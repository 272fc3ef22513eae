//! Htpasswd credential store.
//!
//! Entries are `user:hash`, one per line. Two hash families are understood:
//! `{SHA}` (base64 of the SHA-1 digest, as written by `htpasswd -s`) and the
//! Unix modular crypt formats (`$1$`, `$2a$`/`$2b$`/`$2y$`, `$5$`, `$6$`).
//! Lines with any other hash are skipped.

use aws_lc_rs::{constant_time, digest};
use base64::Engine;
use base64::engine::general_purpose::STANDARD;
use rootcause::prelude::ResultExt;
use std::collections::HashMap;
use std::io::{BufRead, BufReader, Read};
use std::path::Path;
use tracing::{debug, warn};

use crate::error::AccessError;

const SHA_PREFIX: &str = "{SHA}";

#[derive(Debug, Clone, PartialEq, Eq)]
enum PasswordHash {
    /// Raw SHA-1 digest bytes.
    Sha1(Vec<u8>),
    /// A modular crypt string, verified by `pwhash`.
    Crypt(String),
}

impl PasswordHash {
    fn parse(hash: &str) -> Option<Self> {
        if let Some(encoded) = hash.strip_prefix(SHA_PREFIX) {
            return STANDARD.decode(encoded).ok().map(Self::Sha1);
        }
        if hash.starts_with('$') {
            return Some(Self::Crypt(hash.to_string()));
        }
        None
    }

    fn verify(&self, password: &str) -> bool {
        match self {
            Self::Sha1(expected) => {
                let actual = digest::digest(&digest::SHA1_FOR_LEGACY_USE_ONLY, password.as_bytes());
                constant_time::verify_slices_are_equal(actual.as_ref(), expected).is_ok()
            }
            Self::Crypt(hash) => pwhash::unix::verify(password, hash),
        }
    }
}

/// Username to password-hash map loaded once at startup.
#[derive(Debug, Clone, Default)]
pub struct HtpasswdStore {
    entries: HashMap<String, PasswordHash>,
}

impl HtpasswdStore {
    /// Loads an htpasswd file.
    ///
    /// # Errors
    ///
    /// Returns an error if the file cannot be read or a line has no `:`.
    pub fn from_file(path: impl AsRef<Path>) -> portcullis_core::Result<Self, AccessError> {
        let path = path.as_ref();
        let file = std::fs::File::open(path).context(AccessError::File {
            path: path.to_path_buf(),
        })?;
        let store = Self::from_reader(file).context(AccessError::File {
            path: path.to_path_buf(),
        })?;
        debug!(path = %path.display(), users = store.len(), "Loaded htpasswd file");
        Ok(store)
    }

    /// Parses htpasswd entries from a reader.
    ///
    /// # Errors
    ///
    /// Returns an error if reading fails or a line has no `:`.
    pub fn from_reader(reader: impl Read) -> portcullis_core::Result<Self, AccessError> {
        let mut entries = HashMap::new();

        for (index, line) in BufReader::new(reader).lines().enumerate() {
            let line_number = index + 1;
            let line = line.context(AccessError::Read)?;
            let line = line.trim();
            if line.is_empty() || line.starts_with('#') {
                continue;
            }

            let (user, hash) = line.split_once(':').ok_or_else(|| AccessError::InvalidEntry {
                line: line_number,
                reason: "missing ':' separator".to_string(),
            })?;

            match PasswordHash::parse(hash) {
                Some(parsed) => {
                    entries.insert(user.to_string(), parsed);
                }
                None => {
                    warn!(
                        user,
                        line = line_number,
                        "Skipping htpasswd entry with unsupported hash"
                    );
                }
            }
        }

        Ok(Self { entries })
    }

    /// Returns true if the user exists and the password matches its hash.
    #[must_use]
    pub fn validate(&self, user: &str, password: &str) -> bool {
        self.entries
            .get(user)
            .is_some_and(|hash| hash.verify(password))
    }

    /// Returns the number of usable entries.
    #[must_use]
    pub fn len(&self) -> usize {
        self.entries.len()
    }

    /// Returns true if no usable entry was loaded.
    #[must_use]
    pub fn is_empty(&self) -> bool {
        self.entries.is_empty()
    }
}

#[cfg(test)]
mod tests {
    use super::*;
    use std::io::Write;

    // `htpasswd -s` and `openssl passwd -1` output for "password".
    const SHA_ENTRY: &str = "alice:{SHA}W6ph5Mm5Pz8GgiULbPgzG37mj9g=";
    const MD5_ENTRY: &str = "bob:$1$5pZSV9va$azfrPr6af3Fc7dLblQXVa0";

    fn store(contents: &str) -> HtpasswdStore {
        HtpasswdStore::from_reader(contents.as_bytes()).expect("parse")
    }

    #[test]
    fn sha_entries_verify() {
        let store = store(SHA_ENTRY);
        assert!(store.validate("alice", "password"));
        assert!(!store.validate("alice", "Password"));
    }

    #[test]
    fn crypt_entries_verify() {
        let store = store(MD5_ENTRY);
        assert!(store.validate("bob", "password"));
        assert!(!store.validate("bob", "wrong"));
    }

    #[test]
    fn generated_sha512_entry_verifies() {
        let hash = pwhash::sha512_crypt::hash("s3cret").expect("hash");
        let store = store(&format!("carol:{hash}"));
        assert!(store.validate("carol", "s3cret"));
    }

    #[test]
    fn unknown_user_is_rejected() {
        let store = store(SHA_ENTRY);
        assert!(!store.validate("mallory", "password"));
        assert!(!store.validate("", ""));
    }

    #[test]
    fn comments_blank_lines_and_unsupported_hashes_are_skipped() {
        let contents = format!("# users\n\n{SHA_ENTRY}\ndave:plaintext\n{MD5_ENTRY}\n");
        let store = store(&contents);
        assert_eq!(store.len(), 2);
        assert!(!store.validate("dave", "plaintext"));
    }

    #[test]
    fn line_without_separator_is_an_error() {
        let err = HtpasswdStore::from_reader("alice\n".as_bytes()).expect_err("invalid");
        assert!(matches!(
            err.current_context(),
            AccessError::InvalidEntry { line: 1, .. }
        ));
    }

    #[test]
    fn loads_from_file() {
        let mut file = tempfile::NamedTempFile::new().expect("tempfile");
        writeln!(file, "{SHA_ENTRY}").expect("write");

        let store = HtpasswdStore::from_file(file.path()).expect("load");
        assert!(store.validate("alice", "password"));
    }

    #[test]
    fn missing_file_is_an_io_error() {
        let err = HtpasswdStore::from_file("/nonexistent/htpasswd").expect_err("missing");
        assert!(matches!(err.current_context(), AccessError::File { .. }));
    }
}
----
▸ Task instructions
In the answer, each entry from the listing must be transcribed exactly.

▸ Answer section
repository 272fc3ef22513eae
//! Htpasswd credential store.
//!
//! Entries are `user:hash`, one per line. Two hash families are understood:
//! `{SHA}` (base64 of the SHA-1 digest, as written by `htpasswd -s`) and the
//! Unix modular crypt formats (`$1$`, `$2a$`/`$2b$`/`$2y$`, `$5$`, `$6$`).
//! Lines with any other hash are skipped.

use aws_lc_rs::{constant_time, digest};
use base64::Engine;
use base64::engine::general_purpose::STANDARD;
use rootcause::prelude::ResultExt;
use std::collections::HashMap;
use std::io::{BufRead, BufReader, Read};
use std::path::Path;
use tracing::{debug, warn};

use crate::error::AccessError;

const SHA_PREFIX: &str = "{SHA}";

#[derive(Debug, Clone, PartialEq, Eq)]
enum PasswordHash {
    /// Raw SHA-1 digest bytes.
    Sha1(Vec<u8>),
    /// A modular crypt string, verified by `pwhash`.
    Crypt(String),
}

impl PasswordHash {
    fn parse(hash: &str) -> Option<Self> {
        if let Some(encoded) = hash.strip_prefix(SHA_PREFIX) {
            return STANDARD.decode(encoded).ok().map(Self::Sha1);
        }
        if hash.starts_with('$') {
            return Some(Self::Crypt(hash.to_string()));
        }
        None
    }

    fn verify(&self, password: &str) -> bool {
        match self {
            Self::Sha1(expected) => {
                let actual = digest::digest(&digest::SHA1_FOR_LEGACY_USE_ONLY, password.as_bytes());
                constant_time::verify_slices_are_equal(actual.as_ref(), expected).is_ok()
            }
            Self::Crypt(hash) => pwhash::unix::verify(password, hash),
        }
    }
}

/// Username to password-hash map loaded once at startup.
#[derive(Debug, Clone, Default)]
pub struct HtpasswdStore {
    entries: HashMap<String, PasswordHash>,
}

impl HtpasswdStore {
    /// Loads an htpasswd file.
    ///
    /// # Errors
    ///
    /// Returns an error if the file cannot be read or a line has no `:`.
    pub fn from_file(path: impl AsRef<Path>) -> portcullis_core::Result<Self, AccessError> {
        let path = path.as_ref();
        let file = std::fs::File::open(path).context(AccessError::File {
            path: path.to_path_buf(),
        })?;
        let store = Self::from_reader(file).context(AccessError::File {
            path: path.to_path_buf(),
        })?;
        debug!(path = %path.display(), users = store.len(), "Loaded htpasswd file");
        Ok(store)
    }

    /// Parses htpasswd entries from a reader.
    ///
    /// # Errors
    ///
    /// Returns an error if reading fails or a line has no `:`.
    pub fn from_reader(reader: impl Read) -> portcullis_core::Result<Self, AccessError> {
        let mut entries = HashMap::new();

        for (index, line) in BufReader::new(reader).lines().enumerate() {
            let line_number = index + 1;
            let line = line.context(AccessError::Read)?;
            let line = line.trim();
            if line.is_empty() || line.starts_with('#') {
                continue;
            }

            let (user, hash) = line.split_once(':').ok_or_else(|| AccessError::InvalidEntry {
                line: line_number,
                reason: "missing ':' separator".to_string(),
            })?;

            match PasswordHash::parse(hash) {
                Some(parsed) => {
                    entries.insert(user.to_string(), parsed);
                }
                None => {
                    warn!(
                        user,
                        line = line_number,
                        "Skipping htpasswd entry with unsupported hash"
                    );
                }
            }
        }

        Ok(Self { entries })
    }

    /// Returns true if the user exists and the password matches its hash.
    #[must_use]
    pub fn validate(&self, user: &str, password: &str) -> bool {
        self.entries
            .get(user)
            .is_some_and(|hash| hash.verify(password))
    }

    /// Returns the number of usable entries.
    #[must_use]
    pub fn len(&self) -> usize {
        self.entries.len()
    }

    /// Returns true if no usable entry was loaded.
    #[must_use]
    pub fn is_empty(&self) -> bool {
        self.entries.is_empty()
    }
}

#[cfg(test)]
mod tests {
    use super::*;
    use std::io::Write;

    // `htpasswd -s` and `openssl passwd -1` output for "password".
    const SHA_ENTRY: &str = "alice:{SHA}W6ph5Mm5Pz8GgiULbPgzG37mj9g=";
    const MD5_ENTRY: &str = "bob:$1$5pZSV9va$azfrPr6af3Fc7dLblQXVa0";

    fn store(contents: &str) -> HtpasswdStore {
        HtpasswdStore::from_reader(contents.as_bytes()).expect("parse")
    }

    #[test]
    fn sha_entries_verify() {
        let store = store(SHA_ENTRY);
        assert!(store.validate("alice", "password"));
        assert!(!store.validate("alice", "Password"));
    }

    #[test]
    fn crypt_entries_verify() {
        let store = store(MD5_ENTRY);
        assert!(store.validate("bob", "password"));
        assert!(!store.validate("bob", "wrong"));
    }

    #[test]
    fn generated_sha512_entry_verifies() {
        let hash = pwhash::sha512_crypt::hash("s3cret").expect("hash");
        let store = store(&format!("carol:{hash}"));
        assert!(store.validate("carol", "s3cret"));
    }

    #[test]
    fn unknown_user_is_rejected() {
        let store = store(SHA_ENTRY);
        assert!(!store.validate("mallory", "password"));
        assert!(!store.validate("", ""));
    }

    #[test]
    fn comments_blank_lines_and_unsupported_hashes_are_skipped() {
        let contents = format!("# users\n\n{SHA_ENTRY}\ndave:plaintext\n{MD5_ENTRY}\n");
        let store = store(&contents);
        assert_eq!(store.len(), 2);
        assert!(!store.validate("dave", "plaintext"));
    }

    #[test]
    fn line_without_separator_is_an_error() {
        let err = HtpasswdStore::from_reader("alice\n".as_bytes()).expect_err("invalid");
        assert!(matches!(
            err.current_context(),
            AccessError::InvalidEntry { line: 1, .. }
        ));
    }

    #[test]
    fn loads_from_file() {
        let mut file = tempfile::NamedTempFile::new().expect("tempfile");
        writeln!(file, "{SHA_ENTRY}").expect("write");

        let store = HtpasswdStore::from_file(file.path()).expect("load");
        assert!(store.validate("alice", "password"));
    }

    #[test]
    fn missing_file_is_an_io_error() {
        let err = HtpasswdStore::from_file("/nonexistent/htpasswd").expect_err("missing");
        assert!(matches!(err.current_context(), AccessError::File { .. }));
    }
}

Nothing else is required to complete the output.